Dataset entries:
use crate::{
    CoreResult,
    notify::{RetryPolicy, StatusReporter, sign},
    protocol::TaskResponse,
};

use async_trait::async_trait;
use prost::Message;
use reqwest::header::CONTENT_TYPE;
use tracing::{debug, instrument, warn};

/// Path of the coordinator's notification endpoint.
pub const NOTIFY_PATH: &str = "/auth/recorder/notify";

const API_KEY_HEADER: &str = "API-KEY";
const SIGNATURE_HEADER: &str = "HASH-SIGNATURE";
const PROTOBUF_CONTENT_TYPE: &str = "application/protobuf";

/// Where and as whom reports are sent.
#[derive(Debug, Clone)]
pub struct CoordinatorEndpoint {
    /// Base URL, e.g. `https://coordinator.example`.
    pub host: String,
    /// Value of the `API-KEY` header.
    pub api_key: String,
    /// Shared secret used to sign request bodies.
    pub api_secret: String,
}

/// Signs and posts [`TaskResponse`]s to the coordinator, retrying with backoff.
#[derive(Debug, Clone)]
pub struct HttpNotifier {
    client: reqwest::Client,
    endpoint: CoordinatorEndpoint,
    retry: RetryPolicy,
}

impl HttpNotifier {
    /// Notifier for `endpoint` using `retry` unless a call overrides it.
    #[track_caller]
    pub fn new(endpoint: CoordinatorEndpoint, retry: RetryPolicy) -> CoreResult<Self> {
        let client = reqwest::Client::builder().build()?;
        Ok(Self {
            client,
            endpoint,
            retry,
        })
    }

    /// Deliver `response`, retrying at most `retry_limit` times when given.
    ///
    /// Returns the status code of the last response received. Errors only
    /// when every attempt failed before a response arrived.
    #[instrument(
        skip(self, response),
        fields(task = %response.task(), recording_id = %response.recording_id)
    )]
    pub async fn notify(
        &self,
        response: &TaskResponse,
        retry_limit: Option<u32>,
    ) -> CoreResult<u16> {
        let body = response.encode_to_vec();
        let signature = sign(&self.endpoint.api_secret, &body)?;
        let url = format!("{}{}", self.endpoint.host.trim_end_matches('/'), NOTIFY_PATH);
        let max_retries = retry_limit.unwrap_or(self.retry.max_retries);

        let mut attempt = 0;
        loop {
            let result = self
                .client
                .post(&url)
                .header(API_KEY_HEADER, &self.endpoint.api_key)
                .header(SIGNATURE_HEADER, &signature)
                .header(CONTENT_TYPE, PROTOBUF_CONTENT_TYPE)
                .body(body.clone())
                .send()
                .await;

            match result {
                Ok(resp) => {
                    let status = resp.status();
                    if !RetryPolicy::should_retry(status) || attempt >= max_retries {
                        debug!(status = status.as_u16(), attempt, "Notification delivered");
                        return Ok(status.as_u16());
                    }
                    warn!(
                        status = status.as_u16(),
                        attempt,
                        "Coordinator rejected notification, retrying"
                    );
                }
                Err(e) => {
                    if attempt >= max_retries {
                        return Err(e.into());
                    }
                    warn!(error = %e, attempt, "Notification request failed, retrying");
                }
            }

            tokio::time::sleep(self.retry.backoff(attempt)).await;
            attempt += 1;
        }
    }
}

#[async_trait]
impl StatusReporter for HttpNotifier {
    async fn report(&self, response: &TaskResponse) -> CoreResult<u16> {
        self.notify(response, None).await
    }
}
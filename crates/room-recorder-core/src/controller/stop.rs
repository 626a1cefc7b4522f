use crate::{controller::SessionController, protocol::TaskRequest, registry::RegistryKey};

use tracing::{error, info, instrument};

impl SessionController {
    /// Stop every job a stop request targets.
    ///
    /// Each found job is removed from the registry and closed on its own task,
    /// which is not awaited here but is tracked so that
    /// [`close_all`](SessionController::close_all) waits for it. Returns
    /// whether any job was found; a `Stop` request does not say which kinds
    /// were running.
    #[instrument(
        skip(self, req),
        fields(room_table_id = req.room_table_id, room_id = %req.room_id, task = %req.task())
    )]
    pub async fn handle_stop_task(&self, req: &TaskRequest) -> bool {
        info!(room_sid = %req.room_sid, "Received new stop task");

        let mut found = false;
        let mut closing = self.inner.closing.lock();
        while let Some(result) = closing.try_join_next() {
            if let Err(e) = result {
                error!(error = ?e, "Close task failed");
            }
        }

        for target in req.task().stop_targets() {
            let key = RegistryKey::new(req.room_table_id, *target);
            if let Some(job) = self.inner.registry.load_and_delete(&key) {
                // Closing flushes the encoder; the caller must not wait for it.
                closing.spawn(async move { job.capture.close(None).await });
                found = true;
            }
        }

        found
    }
}
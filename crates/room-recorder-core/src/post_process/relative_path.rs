use std::path::{self, Path};

use tracing::warn;

/// Path of `file` relative to the storage `root`, as reported upstream.
///
/// Both paths are made absolute first so a relative root such as
/// `./recordings` works. If that fails, or `file` is not under the resolved
/// root, the configured root is removed as a literal prefix instead.
pub fn relative_to_root(root: &Path, file: &Path) -> String {
    let resolved = path::absolute(root).and_then(|r| path::absolute(file).map(|f| (r, f)));

    match resolved {
        Ok((abs_root, abs_file)) => match abs_file.strip_prefix(&abs_root) {
            Ok(relative) => relative.to_string_lossy().into_owned(),
            Err(_) => {
                warn!(
                    root = ?abs_root,
                    file = ?abs_file,
                    "File is not under the storage root, falling back to prefix trimming"
                );
                strip_literal_prefix(root, file)
            }
        },
        Err(e) => {
            warn!(
                root = ?root,
                error = %e,
                "Could not resolve storage root, falling back to prefix trimming"
            );
            strip_literal_prefix(root, file)
        }
    }
}

/// Remove `root` from the front of `file` as plain text, then any leading
/// separators.
pub fn strip_literal_prefix(root: &Path, file: &Path) -> String {
    let root = root.to_string_lossy();
    let file = file.to_string_lossy();
    let rest = file.strip_prefix(root.as_ref()).unwrap_or(&file);
    rest.trim_start_matches(path::MAIN_SEPARATOR).to_string()
}
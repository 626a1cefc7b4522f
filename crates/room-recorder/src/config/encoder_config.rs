use crate::config::{default_encoder_program, default_post_input, default_pre_input};

use serde::{Deserialize, Serialize};

/// Encoder used to convert raw recordings.
#[derive(Debug, Clone, Serialize, Deserialize)]
pub struct EncoderConfig {
    /// Encoder program.
    #[serde(default = "default_encoder_program")]
    pub program: String,
    /// Arguments before `-i <raw>`, split on whitespace.
    #[serde(default = "default_pre_input")]
    pub pre_input: String,
    /// Arguments after `-i <raw>`, split on whitespace.
    #[serde(default = "default_post_input")]
    pub post_input: String,
}

impl Default for EncoderConfig {
    fn default() -> Self {
        Self {
            program: default_encoder_program(),
            pre_input: default_pre_input(),
            post_input: default_post_input(),
        }
    }
}
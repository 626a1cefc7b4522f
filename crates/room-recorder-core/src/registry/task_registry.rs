//! Concurrency-safe store of active jobs.
//!
//! Every operation is a single critical section on one mutex, which makes
//! `load_and_delete` atomic: two callers can never both take ownership of the
//! same job. Higher-level rules (one job per key) belong to the controller.

use crate::registry::{ActiveJob, RegistryKey};

use std::collections::HashMap;

use parking_lot::Mutex;
use uuid::Uuid;

/// Map from [`RegistryKey`] to [`ActiveJob`].
#[derive(Debug, Default)]
pub struct TaskRegistry {
    jobs: Mutex<HashMap<RegistryKey, ActiveJob>>,
}

impl TaskRegistry {
    /// Create an empty registry.
    pub fn new() -> Self {
        Self::default()
    }

    /// Insert or overwrite the job stored under `key`.
    pub fn store(&self, key: RegistryKey, job: ActiveJob) {
        self.jobs.lock().insert(key, job);
    }

    /// Insert `job` only if `key` is vacant. Returns whether it was stored.
    pub fn store_if_vacant(&self, key: RegistryKey, job: ActiveJob) -> bool {
        let mut jobs = self.jobs.lock();
        if jobs.contains_key(&key) {
            return false;
        }
        jobs.insert(key, job);
        true
    }

    /// Job stored under `key`, if any.
    pub fn load(&self, key: &RegistryKey) -> Option<ActiveJob> {
        self.jobs.lock().get(key).cloned()
    }

    /// Remove and return the job stored under `key` in one step.
    pub fn load_and_delete(&self, key: &RegistryKey) -> Option<ActiveJob> {
        self.jobs.lock().remove(key)
    }

    /// Remove whatever is stored under `key`.
    pub fn delete(&self, key: &RegistryKey) {
        self.jobs.lock().remove(key);
    }

    /// Remove the entry under `key` only if it still holds job `job_id`.
    ///
    /// Returns whether an entry was removed.
    pub fn delete_job(&self, key: &RegistryKey, job_id: Uuid) -> bool {
        let mut jobs = self.jobs.lock();
        match jobs.get(key) {
            Some(job) if job.id == job_id => {
                jobs.remove(key);
                true
            }
            _ => false,
        }
    }

    /// Copy of every active job at this instant.
    pub fn snapshot(&self) -> Vec<ActiveJob> {
        self.jobs.lock().values().cloned().collect()
    }

    /// Number of active jobs.
    pub fn len(&self) -> usize {
        self.jobs.lock().len()
    }

    /// Whether no job is active.
    pub fn is_empty(&self) -> bool {
        self.jobs.lock().is_empty()
    }
}
//! Configuration management for room-recorder.
//!
//! Handles loading and saving TOML configuration files with cross-platform
//! default paths, validation, and atomic write operations.

use crate::{
    AppError, AppResult,
    config::{
        CaptureConfig, CoordinatorConfig, EncoderConfig, LoggingConfig, RecorderConfig,
        ServerConfig,
    },
};

use room_recorder_core::PostProcessSettings;

use std::{
    fs,
    io::Write,
    panic::Location,
    path::{Path, PathBuf},
};

use directories::ProjectDirs;
use error_location::ErrorLocation;
use serde::{Deserialize, Serialize};
use tracing::{debug, info, instrument, warn};

/// Main configuration struct.
#[derive(Debug, Clone, Default, Serialize, Deserialize)]
pub struct Config {
    /// Ingest server configuration.
    #[serde(default)]
    pub server: ServerConfig,
    /// Upstream coordinator configuration.
    #[serde(default)]
    pub coordinator: CoordinatorConfig,
    /// Recording storage and post-processing.
    #[serde(default)]
    pub recorder: RecorderConfig,
    /// Encoder used for mp4 conversion.
    #[serde(default)]
    pub encoder: EncoderConfig,
    /// Capture program configuration.
    #[serde(default)]
    pub capture: CaptureConfig,
    /// Log output configuration.
    #[serde(default)]
    pub logging: LoggingConfig,
}

impl Config {
    /// Load configuration from `path`, or from the platform config directory
    /// when no path is given. A missing file is created with defaults.
    ///
    /// Note: This does NOT validate the loaded values. Call `validate()`
    /// before wiring the recorder.
    #[track_caller]
    #[instrument]
    pub fn load(path: Option<&Path>) -> AppResult<Self> {
        let config_path = match path {
            Some(path) => path.to_path_buf(),
            None => Self::default_path()?,
        };

        if config_path.exists() {
            let contents = fs::read_to_string(&config_path).map_err(|e| AppError::ConfigError {
                reason: format!("Failed to read config {:?}: {}", config_path, e),
                location: ErrorLocation::from(Location::caller()),
            })?;

            let config: Config = toml::from_str(&contents).map_err(|e| AppError::ConfigError {
                reason: format!("Failed to parse config {:?}: {}", config_path, e),
                location: ErrorLocation::from(Location::caller()),
            })?;

            info!(config_path = ?config_path, "Configuration loaded");

            Ok(config)
        } else {
            info!(config_path = ?config_path, "No config found, creating default");
            Self::create_default(&config_path)
        }
    }

    /// Check that the values needed to talk to the coordinator and to launch
    /// captures are present.
    #[track_caller]
    #[instrument(skip(self))]
    pub fn validate(&self) -> AppResult<()> {
        let missing = [
            ("coordinator.host", self.coordinator.host.trim()),
            ("coordinator.api_key", self.coordinator.api_key.trim()),
            ("capture.program", self.capture.program.trim()),
        ]
        .into_iter()
        .filter(|(_, value)| value.is_empty())
        .map(|(name, _)| name)
        .collect::<Vec<_>>();

        if !missing.is_empty() {
            return Err(AppError::ConfigError {
                reason: format!("Missing required settings: {}", missing.join(", ")),
                location: ErrorLocation::from(Location::caller()),
            });
        }
        Ok(())
    }

    /// Save configuration to `config_path` using atomic write pattern.
    ///
    /// Writes to a temporary file first, then renames to prevent corruption
    /// if the process crashes during the write.
    #[track_caller]
    #[instrument(skip(self))]
    pub fn save(&self, config_path: &Path) -> AppResult<()> {
        if let Some(dir) = config_path.parent().filter(|dir| !dir.as_os_str().is_empty()) {
            if !dir.exists() {
                fs::create_dir_all(dir)?;
                debug!(config_dir = ?dir, "Created config directory");
            }
        }

        let contents = toml::to_string_pretty(self).map_err(|e| AppError::ConfigError {
            reason: format!("Failed to serialize config: {}", e),
            location: ErrorLocation::from(Location::caller()),
        })?;

        // Atomic write: write to temp file then rename
        let temp_path = config_path.with_extension("toml.tmp");

        let mut temp_file = fs::File::create(&temp_path).map_err(|e| AppError::ConfigError {
            reason: format!("Failed to create temp config file: {}", e),
            location: ErrorLocation::from(Location::caller()),
        })?;

        temp_file
            .write_all(contents.as_bytes())
            .map_err(|e| AppError::ConfigError {
                reason: format!("Failed to write temp config file: {}", e),
                location: ErrorLocation::from(Location::caller()),
            })?;

        temp_file.sync_all().map_err(|e| AppError::ConfigError {
            reason: format!("Failed to sync temp config file: {}", e),
            location: ErrorLocation::from(Location::caller()),
        })?;

        fs::rename(&temp_path, config_path).map_err(|e| AppError::ConfigError {
            reason: format!("Failed to rename temp config to final: {}", e),
            location: ErrorLocation::from(Location::caller()),
        })?;

        info!(config_path = ?config_path, "Configuration saved (atomic write)");

        Ok(())
    }

    /// Post-processing pipeline settings derived from `[recorder]` and `[encoder]`.
    pub fn post_process_settings(&self) -> PostProcessSettings {
        PostProcessSettings {
            storage_root: self.recorder.storage_root.clone(),
            convert_to_mp4: self.recorder.post_mp4_convert,
            encoder_program: self.encoder.program.clone(),
            pre_input: self.encoder.pre_input.clone(),
            post_input: self.encoder.post_input.clone(),
            hook_scripts: self.recorder.post_processing_scripts.clone(),
        }
    }

    #[track_caller]
    fn default_path() -> AppResult<PathBuf> {
        let proj_dirs =
            ProjectDirs::from("com", "room-recorder", "Room-Recorder").ok_or_else(|| {
                AppError::ConfigError {
                    reason: "Failed to get config directory".to_string(),
                    location: ErrorLocation::from(Location::caller()),
                }
            })?;

        Ok(proj_dirs.config_dir().join("config.toml"))
    }

    #[track_caller]
    fn create_default(config_path: &Path) -> AppResult<Self> {
        let config = Config::default();

        config.save(config_path)?;

        warn!(
            config_path = ?config_path,
            "Default config created. Coordinator credentials must be set before starting."
        );

        Ok(config)
    }
}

### What you need to do:
Filtering the entries above by the word "stored", copy each line that matches.

### Problem solution:
    /// Insert or overwrite the job stored under `key`.
    /// Insert `job` only if `key` is vacant. Returns whether it was stored.
    /// Job stored under `key`, if any.
    /// Remove and return the job stored under `key` in one step.
    /// Remove whatever is stored under `key`.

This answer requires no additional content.